= Exercise description =
Every line from the one bearing "about one layer." through the last line of the entries should be printed exactly, with no other output.

[Stored data entries]
═══
//! Summary types describing a loaded dataset.
//!
//! These back the `info` command: one [`LayerInfo`] per source layer and the
//! attribute schema shared by all of them.

use crate::geometry::BoundingBox;

/// Information about a dataset.
#[derive(Debug, Clone)]
pub struct DatasetInfo {
    /// Path to the dataset
    pub dataset: String,
    /// Driver name
    pub driver: String,
    /// Driver long name
    pub driver_long_name: String,
    /// Total number of rows with a decodable geometry
    pub row_count: usize,
    /// Layers in first-appearance order
    pub layers: Vec<LayerInfo>,
    /// Attribute fields, shared by every layer
    pub fields: Vec<FieldInfo>,
}

/// Information about one layer.
#[derive(Debug, Clone)]
pub struct LayerInfo {
    /// Layer name
    pub name: String,
    /// Number of rows
    pub row_count: usize,
    /// Distinct geometry kinds, sorted
    pub geometry_kinds: Vec<String>,
    /// Distinct projection descriptors, sorted
    pub proj4s: Vec<String>,
    /// Extent in the layer's own coordinates
    pub bounds: Option<BoundingBox>,
}

/// Information about a field/column.
#[derive(Debug, Clone)]
pub struct FieldInfo {
    /// Field name
    pub name: String,
    /// Data type
    pub data_type: String,
    /// Whether the field is nullable
    pub nullable: bool,
}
═══
= Solution to this problem =
/// Information about one layer.
#[derive(Debug, Clone)]
pub struct LayerInfo {
    /// Layer name
    pub name: String,
    /// Number of rows
    pub row_count: usize,
    /// Distinct geometry kinds, sorted
    pub geometry_kinds: Vec<String>,
    /// Distinct projection descriptors, sorted
    pub proj4s: Vec<String>,
    /// Extent in the layer's own coordinates
    pub bounds: Option<BoundingBox>,
}

/// Information about a field/column.
#[derive(Debug, Clone)]
pub struct FieldInfo {
    /// Field name
    pub name: String,
    /// Data type
    pub data_type: String,
    /// Whether the field is nullable
    pub nullable: bool,
}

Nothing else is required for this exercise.